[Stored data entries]
Content starts

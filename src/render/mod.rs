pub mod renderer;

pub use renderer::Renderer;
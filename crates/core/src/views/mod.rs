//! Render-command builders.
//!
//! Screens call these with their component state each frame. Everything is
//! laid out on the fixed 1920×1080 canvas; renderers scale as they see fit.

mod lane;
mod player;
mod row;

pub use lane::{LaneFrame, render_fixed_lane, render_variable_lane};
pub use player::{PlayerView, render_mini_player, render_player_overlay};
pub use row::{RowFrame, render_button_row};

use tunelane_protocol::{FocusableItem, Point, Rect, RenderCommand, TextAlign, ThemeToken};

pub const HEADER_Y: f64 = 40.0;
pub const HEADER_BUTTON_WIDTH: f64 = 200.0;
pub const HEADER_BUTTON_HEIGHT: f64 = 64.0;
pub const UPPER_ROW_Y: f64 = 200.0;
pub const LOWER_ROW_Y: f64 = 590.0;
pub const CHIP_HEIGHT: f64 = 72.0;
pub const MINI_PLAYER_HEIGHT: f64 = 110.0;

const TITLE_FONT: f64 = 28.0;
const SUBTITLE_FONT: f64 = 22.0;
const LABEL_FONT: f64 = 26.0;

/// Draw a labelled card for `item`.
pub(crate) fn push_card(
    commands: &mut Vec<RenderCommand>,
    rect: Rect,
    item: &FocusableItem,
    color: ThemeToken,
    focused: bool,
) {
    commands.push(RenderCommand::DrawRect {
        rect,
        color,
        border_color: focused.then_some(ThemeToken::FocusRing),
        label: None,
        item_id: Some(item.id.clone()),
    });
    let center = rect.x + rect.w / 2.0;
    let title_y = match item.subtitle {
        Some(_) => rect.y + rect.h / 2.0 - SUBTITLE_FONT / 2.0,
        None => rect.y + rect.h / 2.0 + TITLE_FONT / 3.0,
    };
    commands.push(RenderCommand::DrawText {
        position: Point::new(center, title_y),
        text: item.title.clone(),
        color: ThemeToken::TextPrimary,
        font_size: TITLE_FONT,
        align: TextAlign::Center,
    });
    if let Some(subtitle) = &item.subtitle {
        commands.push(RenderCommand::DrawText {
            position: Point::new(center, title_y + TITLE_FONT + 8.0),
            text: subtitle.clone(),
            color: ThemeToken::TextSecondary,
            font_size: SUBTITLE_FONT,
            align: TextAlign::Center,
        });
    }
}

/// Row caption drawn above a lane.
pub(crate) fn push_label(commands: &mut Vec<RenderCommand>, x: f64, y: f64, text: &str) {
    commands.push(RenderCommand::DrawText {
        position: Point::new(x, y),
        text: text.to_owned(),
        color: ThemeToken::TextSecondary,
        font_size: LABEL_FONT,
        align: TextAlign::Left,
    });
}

Content ends
Content starts

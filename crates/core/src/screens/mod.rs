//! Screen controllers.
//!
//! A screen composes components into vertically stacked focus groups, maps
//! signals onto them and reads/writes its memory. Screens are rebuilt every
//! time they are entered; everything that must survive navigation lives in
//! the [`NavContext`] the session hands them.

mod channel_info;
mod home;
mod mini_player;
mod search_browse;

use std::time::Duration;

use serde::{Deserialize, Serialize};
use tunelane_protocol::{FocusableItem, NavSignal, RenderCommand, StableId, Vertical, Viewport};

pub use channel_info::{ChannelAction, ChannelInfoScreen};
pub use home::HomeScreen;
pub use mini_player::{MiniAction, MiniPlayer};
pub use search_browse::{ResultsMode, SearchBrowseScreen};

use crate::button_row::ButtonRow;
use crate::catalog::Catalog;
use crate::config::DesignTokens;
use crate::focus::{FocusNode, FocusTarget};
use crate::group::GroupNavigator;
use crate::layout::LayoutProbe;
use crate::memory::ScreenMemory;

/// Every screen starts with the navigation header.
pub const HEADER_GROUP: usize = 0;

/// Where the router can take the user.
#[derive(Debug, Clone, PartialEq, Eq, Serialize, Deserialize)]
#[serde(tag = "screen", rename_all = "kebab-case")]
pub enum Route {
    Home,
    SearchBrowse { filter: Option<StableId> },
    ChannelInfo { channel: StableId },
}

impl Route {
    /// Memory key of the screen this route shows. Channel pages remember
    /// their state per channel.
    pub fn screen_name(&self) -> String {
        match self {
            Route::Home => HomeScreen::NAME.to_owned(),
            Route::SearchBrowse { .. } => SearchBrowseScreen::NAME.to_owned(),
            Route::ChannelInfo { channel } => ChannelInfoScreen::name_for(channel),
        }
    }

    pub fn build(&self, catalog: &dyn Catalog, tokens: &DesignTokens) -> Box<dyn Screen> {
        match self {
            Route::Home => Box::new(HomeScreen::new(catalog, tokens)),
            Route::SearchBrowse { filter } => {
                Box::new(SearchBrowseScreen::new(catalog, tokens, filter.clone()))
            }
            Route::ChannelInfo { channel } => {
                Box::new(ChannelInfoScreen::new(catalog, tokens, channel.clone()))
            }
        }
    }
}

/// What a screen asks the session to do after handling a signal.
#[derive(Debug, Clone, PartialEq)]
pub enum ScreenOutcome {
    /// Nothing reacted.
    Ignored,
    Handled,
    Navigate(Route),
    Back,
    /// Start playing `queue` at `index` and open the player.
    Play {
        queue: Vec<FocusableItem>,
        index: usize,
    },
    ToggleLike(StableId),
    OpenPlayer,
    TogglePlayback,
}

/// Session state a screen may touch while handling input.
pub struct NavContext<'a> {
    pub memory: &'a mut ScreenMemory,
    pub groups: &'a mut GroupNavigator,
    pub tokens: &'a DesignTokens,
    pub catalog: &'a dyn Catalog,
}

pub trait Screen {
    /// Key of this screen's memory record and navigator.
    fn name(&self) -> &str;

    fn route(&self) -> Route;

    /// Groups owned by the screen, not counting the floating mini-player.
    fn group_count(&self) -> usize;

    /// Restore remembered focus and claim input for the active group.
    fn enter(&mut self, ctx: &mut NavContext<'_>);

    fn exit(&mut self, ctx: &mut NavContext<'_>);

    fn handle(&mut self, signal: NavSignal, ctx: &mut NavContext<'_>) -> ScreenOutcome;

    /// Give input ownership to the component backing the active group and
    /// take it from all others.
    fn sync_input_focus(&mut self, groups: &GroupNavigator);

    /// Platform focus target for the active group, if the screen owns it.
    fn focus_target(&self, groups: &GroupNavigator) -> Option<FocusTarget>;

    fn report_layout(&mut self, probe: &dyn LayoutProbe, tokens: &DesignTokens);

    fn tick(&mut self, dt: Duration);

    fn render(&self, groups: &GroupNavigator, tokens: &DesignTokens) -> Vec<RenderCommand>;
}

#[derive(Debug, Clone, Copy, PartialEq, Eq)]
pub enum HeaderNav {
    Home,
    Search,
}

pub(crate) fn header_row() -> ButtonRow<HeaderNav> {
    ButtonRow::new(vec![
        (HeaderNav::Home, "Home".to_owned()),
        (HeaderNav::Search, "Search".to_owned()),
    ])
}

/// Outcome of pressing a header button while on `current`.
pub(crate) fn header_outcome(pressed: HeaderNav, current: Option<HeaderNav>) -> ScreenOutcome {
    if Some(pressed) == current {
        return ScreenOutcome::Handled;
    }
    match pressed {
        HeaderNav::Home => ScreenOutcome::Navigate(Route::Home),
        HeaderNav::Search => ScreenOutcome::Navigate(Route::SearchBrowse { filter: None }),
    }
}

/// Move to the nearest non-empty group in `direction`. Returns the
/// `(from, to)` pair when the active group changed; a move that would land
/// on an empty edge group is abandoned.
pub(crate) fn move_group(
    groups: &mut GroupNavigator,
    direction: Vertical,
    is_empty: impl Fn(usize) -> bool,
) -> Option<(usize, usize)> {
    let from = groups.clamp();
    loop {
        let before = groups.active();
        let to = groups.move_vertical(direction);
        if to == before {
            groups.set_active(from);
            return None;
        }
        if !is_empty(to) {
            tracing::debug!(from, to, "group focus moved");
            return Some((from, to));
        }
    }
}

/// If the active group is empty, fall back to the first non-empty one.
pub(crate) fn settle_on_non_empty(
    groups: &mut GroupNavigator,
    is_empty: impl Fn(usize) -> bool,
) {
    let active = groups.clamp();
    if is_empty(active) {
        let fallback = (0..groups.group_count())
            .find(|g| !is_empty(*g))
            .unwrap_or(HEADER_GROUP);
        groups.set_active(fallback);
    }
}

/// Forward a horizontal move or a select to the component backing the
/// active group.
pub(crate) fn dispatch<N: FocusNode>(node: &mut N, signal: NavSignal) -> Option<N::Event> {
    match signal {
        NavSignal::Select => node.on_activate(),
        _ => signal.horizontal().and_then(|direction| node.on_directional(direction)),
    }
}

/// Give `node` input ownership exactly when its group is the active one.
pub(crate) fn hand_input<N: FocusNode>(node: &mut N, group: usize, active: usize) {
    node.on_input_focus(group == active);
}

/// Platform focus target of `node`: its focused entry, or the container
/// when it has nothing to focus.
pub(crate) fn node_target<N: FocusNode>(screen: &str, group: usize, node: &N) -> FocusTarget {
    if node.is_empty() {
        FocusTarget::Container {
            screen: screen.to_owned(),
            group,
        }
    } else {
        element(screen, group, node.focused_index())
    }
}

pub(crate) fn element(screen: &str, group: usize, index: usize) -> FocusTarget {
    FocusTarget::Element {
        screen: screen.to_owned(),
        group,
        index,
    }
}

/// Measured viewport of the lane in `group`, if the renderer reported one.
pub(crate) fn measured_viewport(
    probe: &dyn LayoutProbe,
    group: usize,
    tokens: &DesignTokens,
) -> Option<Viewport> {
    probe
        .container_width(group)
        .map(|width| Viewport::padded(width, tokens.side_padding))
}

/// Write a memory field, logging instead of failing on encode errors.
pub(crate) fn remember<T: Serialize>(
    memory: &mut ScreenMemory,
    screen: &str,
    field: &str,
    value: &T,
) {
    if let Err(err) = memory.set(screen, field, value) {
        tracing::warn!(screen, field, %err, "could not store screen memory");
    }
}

Content ends
Content starts

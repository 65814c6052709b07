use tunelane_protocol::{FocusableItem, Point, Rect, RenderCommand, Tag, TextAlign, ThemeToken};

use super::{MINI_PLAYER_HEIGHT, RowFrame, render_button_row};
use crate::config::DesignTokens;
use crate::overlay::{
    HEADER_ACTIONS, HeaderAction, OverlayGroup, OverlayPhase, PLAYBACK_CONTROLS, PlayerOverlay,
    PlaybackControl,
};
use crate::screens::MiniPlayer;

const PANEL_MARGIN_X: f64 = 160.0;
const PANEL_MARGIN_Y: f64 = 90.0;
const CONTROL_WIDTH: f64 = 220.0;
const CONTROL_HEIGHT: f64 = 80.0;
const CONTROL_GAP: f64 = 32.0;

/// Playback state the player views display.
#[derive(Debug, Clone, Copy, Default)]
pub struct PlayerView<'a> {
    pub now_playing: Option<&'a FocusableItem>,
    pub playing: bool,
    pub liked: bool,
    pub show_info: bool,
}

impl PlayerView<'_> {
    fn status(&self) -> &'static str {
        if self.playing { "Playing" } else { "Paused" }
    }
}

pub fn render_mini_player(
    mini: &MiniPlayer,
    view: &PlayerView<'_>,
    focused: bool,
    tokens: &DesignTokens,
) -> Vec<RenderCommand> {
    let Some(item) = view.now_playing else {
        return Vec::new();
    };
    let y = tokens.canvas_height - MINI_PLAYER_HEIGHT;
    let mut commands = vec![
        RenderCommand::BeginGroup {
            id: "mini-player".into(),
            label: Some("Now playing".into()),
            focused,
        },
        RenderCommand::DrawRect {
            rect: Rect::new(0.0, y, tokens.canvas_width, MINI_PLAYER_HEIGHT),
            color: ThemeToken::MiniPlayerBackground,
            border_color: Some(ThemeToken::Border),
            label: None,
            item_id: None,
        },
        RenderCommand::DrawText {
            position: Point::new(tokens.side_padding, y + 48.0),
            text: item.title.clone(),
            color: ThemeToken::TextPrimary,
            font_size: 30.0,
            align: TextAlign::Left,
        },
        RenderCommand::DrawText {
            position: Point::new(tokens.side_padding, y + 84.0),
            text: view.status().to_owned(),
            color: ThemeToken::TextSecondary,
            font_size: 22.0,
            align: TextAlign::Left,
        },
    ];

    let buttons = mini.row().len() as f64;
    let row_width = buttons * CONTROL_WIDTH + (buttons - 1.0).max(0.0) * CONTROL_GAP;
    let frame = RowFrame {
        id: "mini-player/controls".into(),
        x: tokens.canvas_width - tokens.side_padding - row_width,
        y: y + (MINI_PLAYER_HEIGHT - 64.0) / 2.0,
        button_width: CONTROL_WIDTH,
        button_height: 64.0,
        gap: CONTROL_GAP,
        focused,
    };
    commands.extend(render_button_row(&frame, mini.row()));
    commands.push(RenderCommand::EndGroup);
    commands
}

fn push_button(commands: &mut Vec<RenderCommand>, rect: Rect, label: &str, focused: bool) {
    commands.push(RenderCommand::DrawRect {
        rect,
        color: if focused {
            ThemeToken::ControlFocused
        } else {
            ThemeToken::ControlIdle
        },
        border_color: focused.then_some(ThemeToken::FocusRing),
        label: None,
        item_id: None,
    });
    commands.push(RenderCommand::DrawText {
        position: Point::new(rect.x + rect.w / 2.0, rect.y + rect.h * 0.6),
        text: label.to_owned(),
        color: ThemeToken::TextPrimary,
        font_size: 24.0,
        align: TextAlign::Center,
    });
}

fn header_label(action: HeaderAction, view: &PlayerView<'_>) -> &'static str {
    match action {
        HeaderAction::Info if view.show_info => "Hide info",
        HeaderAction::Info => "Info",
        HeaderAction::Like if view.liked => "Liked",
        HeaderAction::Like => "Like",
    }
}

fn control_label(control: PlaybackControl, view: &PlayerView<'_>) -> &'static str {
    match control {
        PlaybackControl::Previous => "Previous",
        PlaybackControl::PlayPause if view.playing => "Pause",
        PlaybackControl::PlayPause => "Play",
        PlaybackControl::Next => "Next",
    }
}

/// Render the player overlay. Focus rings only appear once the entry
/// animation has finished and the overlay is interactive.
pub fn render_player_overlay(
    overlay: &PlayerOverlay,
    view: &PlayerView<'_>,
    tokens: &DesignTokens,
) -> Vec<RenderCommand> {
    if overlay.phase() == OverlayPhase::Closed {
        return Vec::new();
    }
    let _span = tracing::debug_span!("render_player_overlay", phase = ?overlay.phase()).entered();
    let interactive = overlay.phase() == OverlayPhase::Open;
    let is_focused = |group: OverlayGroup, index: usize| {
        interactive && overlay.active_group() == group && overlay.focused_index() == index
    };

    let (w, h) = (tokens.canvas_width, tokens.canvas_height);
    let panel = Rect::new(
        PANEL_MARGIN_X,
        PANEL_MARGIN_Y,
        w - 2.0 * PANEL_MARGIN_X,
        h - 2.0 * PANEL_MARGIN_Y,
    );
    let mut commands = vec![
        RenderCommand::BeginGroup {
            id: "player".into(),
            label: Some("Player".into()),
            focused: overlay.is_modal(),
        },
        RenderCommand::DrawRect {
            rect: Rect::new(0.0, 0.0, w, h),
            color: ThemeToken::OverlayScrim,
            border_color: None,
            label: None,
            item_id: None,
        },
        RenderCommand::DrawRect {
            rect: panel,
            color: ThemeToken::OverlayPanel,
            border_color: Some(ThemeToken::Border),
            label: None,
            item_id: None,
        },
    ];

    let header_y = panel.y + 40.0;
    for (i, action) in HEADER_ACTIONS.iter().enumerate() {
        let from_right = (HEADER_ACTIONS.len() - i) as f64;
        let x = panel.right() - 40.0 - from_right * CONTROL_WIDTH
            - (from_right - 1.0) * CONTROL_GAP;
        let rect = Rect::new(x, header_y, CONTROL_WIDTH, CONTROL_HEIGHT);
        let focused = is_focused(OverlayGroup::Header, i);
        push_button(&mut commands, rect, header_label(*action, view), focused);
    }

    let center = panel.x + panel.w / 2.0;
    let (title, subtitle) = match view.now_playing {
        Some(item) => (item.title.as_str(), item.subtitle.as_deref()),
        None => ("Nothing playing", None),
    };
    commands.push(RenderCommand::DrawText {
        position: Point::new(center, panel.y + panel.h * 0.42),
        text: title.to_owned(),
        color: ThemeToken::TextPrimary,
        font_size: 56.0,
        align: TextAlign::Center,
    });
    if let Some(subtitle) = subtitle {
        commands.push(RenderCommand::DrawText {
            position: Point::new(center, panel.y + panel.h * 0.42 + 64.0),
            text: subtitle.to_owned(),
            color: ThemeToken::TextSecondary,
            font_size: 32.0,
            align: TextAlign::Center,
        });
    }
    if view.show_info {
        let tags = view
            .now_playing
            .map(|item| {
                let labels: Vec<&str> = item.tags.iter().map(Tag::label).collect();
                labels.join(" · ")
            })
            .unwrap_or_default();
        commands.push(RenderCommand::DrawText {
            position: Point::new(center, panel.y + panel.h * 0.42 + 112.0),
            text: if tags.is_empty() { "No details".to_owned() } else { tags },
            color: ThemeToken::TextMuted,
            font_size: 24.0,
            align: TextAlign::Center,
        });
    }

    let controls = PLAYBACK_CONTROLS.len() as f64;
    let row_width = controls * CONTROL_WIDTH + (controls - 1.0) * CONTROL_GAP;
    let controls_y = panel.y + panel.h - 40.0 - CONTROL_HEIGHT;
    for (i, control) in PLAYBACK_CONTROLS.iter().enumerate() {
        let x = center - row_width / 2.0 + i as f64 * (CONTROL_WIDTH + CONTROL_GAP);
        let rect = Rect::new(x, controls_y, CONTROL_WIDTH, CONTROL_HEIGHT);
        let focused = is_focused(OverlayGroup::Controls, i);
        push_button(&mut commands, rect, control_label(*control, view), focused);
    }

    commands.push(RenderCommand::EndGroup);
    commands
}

Content ends

- _EXERCISE DIRECTIONS_:
Which lines above contain "tags"? Show each of them.

- _RESPONSE TO THIS EXERCISE_:
        let tags = view
                let labels: Vec<&str> = item.tags.iter().map(Tag::label).collect();
            text: if tags.is_empty() { "No details".to_owned() } else { tags },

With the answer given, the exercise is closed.